Robert Dewar wrote:
Mark Mitchell wrote:
I would expect that some decimal floating point values are not precisely representable in the binary format.
OK, I agree that decimal floating-point needs its own format. But still you can store the decimal mantissa and decimal exponent in binary format without any problem, and that's probably what you want to do on a machine that does not have native decimal format support.
I would think that, as elsewhere in real.c, you would probably want to use the same exact bit representation that will be used on the target. This is useful so that you can easily emit assembly literals by simply printing the bytes in hex, for example.
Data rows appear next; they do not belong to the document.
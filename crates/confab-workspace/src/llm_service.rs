//! Model acquisition and the per-conversation proxy.

use std::sync::Arc;

use serde_json::Value;
use tracing::debug;

use confab_core::config::ConfabConfig;
use confab_core::{AgentId, BotId, ProcessId, ProcessName, ServiceId};
use confab_llm::{
    catalog, CompletionArgs, CompletionDriver, LlmCallback, LlmModel, LlmPart, LlmState, LlmTool,
    ToolChoice,
};
use confab_process::ProcessResult;
use confab_threads::{BotMessagePart, ThreadMessage};

use crate::bot::{default_persona, BotState, Persona};
use crate::WorkspaceError;

/// Workspace-wide model access. Tests install a scripted driver override.
pub struct LlmService {
    config: ConfabConfig,
    override_driver: Option<Arc<dyn CompletionDriver>>,
}

impl LlmService {
    pub fn new(config: ConfabConfig) -> Arc<Self> {
        Arc::new(Self {
            config,
            override_driver: None,
        })
    }

    /// Route every completion through the given driver instead of the
    /// catalog wiring.
    pub fn with_driver(config: ConfabConfig, driver: Arc<dyn CompletionDriver>) -> Arc<Self> {
        Arc::new(Self {
            config,
            override_driver: Some(driver),
        })
    }

    /// Bind a proxy to the persona's model, restoring the saved model state
    /// when compatible; otherwise the conversation starts fresh.
    pub fn acquire(
        &self,
        bot: &BotState,
        persona: Option<Persona>,
    ) -> Result<LlmProxy, WorkspaceError> {
        let persona = persona
            .or_else(|| bot.persona.clone())
            .unwrap_or_else(default_persona);

        let model = match &self.override_driver {
            Some(driver) => {
                let info = catalog::model_info_by_name(persona.model())
                    .unwrap_or_else(|_| catalog::stub_model_info());
                LlmModel::new(info, Arc::clone(driver), Vec::new())
            }
            None => catalog::model_by_name(persona.model(), &self.config)?,
        };

        let state = bot
            .llm_state
            .clone()
            .and_then(|value| serde_json::from_value::<LlmState>(value).ok())
            .and_then(|state| {
                // Incompatible histories are discarded rather than surfaced:
                // the bot simply starts a fresh conversation.
                match state.history.reuse(model.info().clone()) {
                    Ok(history) => Some(LlmState { history }),
                    Err(err) => {
                        debug!(model = %model.info().name, error = %err, "discarding incompatible llm state");
                        None
                    }
                }
            });

        Ok(LlmProxy {
            model,
            persona,
            bot_id: bot.bot_id.clone(),
            state,
            pending: Vec::new(),
        })
    }
}

/// A conversation-scoped handle on one model: buffered input parts plus the
/// model state carried across completions.
pub struct LlmProxy {
    pub model: LlmModel,
    pub persona: Persona,
    pub bot_id: BotId,
    state: Option<LlmState>,
    pending: Vec<LlmPart>,
}

impl LlmProxy {
    pub fn add_message(&mut self, sender: AgentId, content: impl Into<String>) {
        self.pending.push(LlmPart::Text {
            sender: Some(sender),
            content: content.into(),
        });
    }

    pub fn add_tool_result(
        &mut self,
        sender: Option<ServiceId>,
        process_id: ProcessId,
        name: ProcessName,
        result: ProcessResult,
    ) {
        self.pending.push(LlmPart::ToolResult {
            sender,
            process_id,
            name,
            result,
        });
    }

    /// Insert a thread message as model input. The bot's own messages are
    /// skipped (they are already in the model state).
    pub fn add_thread_message(&mut self, message: &ThreadMessage) {
        match message {
            ThreadMessage::User {
                sender, content, ..
            } => {
                let wrapped = format!(
                    "<user-message>\n<content>\n{content}\n</content>\n</user-message>"
                );
                self.add_message(AgentId::User(sender.clone()), wrapped);
            }
            ThreadMessage::Bot {
                sender, content, ..
            } => {
                if *sender == self.bot_id {
                    return;
                }
                // Other bots contribute their final text only.
                let last_text = content.iter().rev().find_map(|part| match part {
                    BotMessagePart::Text { text, .. } if !text.is_empty() => Some(text.clone()),
                    _ => None,
                });
                if let Some(text) = last_text {
                    self.add_message(AgentId::Bot(sender.clone()), text);
                }
            }
        }
    }

    /// Run one completion over the buffered parts, updating the model state.
    pub async fn get_completion(
        &mut self,
        callback: Option<LlmCallback>,
        system: Option<String>,
        tools: Vec<LlmTool>,
        tool_choice: Option<ToolChoice>,
    ) -> Result<Vec<LlmPart>, WorkspaceError> {
        // Keep the current state and buffered parts until the completion
        // succeeds, so a failed request can be retried by the caller.
        let args = CompletionArgs {
            callback,
            state: self.state.clone(),
            system,
            messages: self.pending.clone(),
            temperature: Some(self.persona.temperature()),
            tools,
            tool_choice,
            ..Default::default()
        };
        let (parts, state) = self.model.get_completion(args).await?;
        self.state = Some(state);
        self.pending.clear();
        Ok(parts)
    }

    /// Serialized model state for the durable bot state.
    pub fn state_value(&self) -> Option<Value> {
        self.state
            .as_ref()
            .and_then(|state| serde_json::to_value(state).ok())
    }
}

#[cfg(test)]
mod tests {
    use super::*;
    use confab_core::UserId;
    use confab_llm::scripted::{ScriptedCompletion, ScriptedDriver};
    use confab_threads::ThreadMessage as Msg;

    fn proxy_with(responses: Vec<ScriptedCompletion>) -> LlmProxy {
        let service = LlmService::with_driver(
            ConfabConfig::default(),
            Arc::new(ScriptedDriver::new(responses)),
        );
        let bot = BotState::new(
            "ndw://internal/default-unit-test".parse().unwrap(),
            BotId::new("helper").unwrap(),
        );
        service.acquire(&bot, None).unwrap()
    }

    #[tokio::test]
    async fn completions_thread_state_across_turns() {
        let mut proxy = proxy_with(vec![
            ScriptedCompletion::text("boop"),
            ScriptedCompletion::text("fizzbuzz"),
        ]);

        proxy.add_message(
            AgentId::User(UserId::generate()),
            "Answer with 'boop' and nothing else.",
        );
        let parts = proxy.get_completion(None, None, vec![], None).await.unwrap();
        assert!(matches!(&parts[0], LlmPart::Text { content, .. } if content == "boop"));

        proxy.add_message(
            AgentId::User(UserId::generate()),
            "Answer with 'fizzbuzz' and nothing else.",
        );
        let parts = proxy.get_completion(None, None, vec![], None).await.unwrap();
        assert!(matches!(&parts[0], LlmPart::Text { content, .. } if content == "fizzbuzz"));

        // Both turns are recorded in the serialized state.
        let state: LlmState =
            serde_json::from_value(proxy.state_value().unwrap()).unwrap();
        assert_eq!(state.history.history.len(), 1);
        assert!(!state.history.current.is_empty());
    }

    #[tokio::test]
    async fn own_bot_messages_are_skipped() {
        let mut proxy = proxy_with(vec![ScriptedCompletion::text("ok")]);
        let own = Msg::bot(
            proxy.bot_id.clone(),
            vec![BotMessagePart::Text {
                think: None,
                text: "previous answer".to_string(),
            }],
        );
        proxy.add_thread_message(&own);
        assert!(proxy.pending.is_empty());

        let other = Msg::bot(
            BotId::new("other").unwrap(),
            vec![BotMessagePart::Text {
                think: None,
                text: "peer answer".to_string(),
            }],
        );
        proxy.add_thread_message(&other);
        assert_eq!(proxy.pending.len(), 1);
    }
}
Of course, you could do as you suggest (storing the various fields of the decimal number in binary formats), and, yes, on many host machines that would in more efficient internal computations. But, I'm not confident that the savings you would get out of that would outweigh the appeal of having bit-for-bit consistency between the host and target.
In full disclosure, the 754r encoding is pretty ugly: high order bits from exponent and coefficient are packed into one field. The remaining bits of the exponent are in a second field, and the remaining bits of the coeffecient are compressed decimal encodings. So you pretty much have to come out of that encoding to do much useful with it.
Honestly, I've been most just used the real decimal128 encoding as it was easiest to integrate with decNumber. decNumber has yet another architecture neutral format it does its computations in, but that didn't fit in the real_type, so I just used decimal128 as it 'fit' and decNumber could internally deal with that format already.
In any case, this is rather a detail; the key decision Jon is trying to make is whether or not he has to introduce a new format in real.c, together with new routines to perform oeprations on that format, to which I think we agree the answer is in the affirmative.
Yes. Thanks! This is exactly the discussion I was interested in (and to validate that my thinking was not totally off kilter). The specific internal representation can change once real.c is safe for some different representation.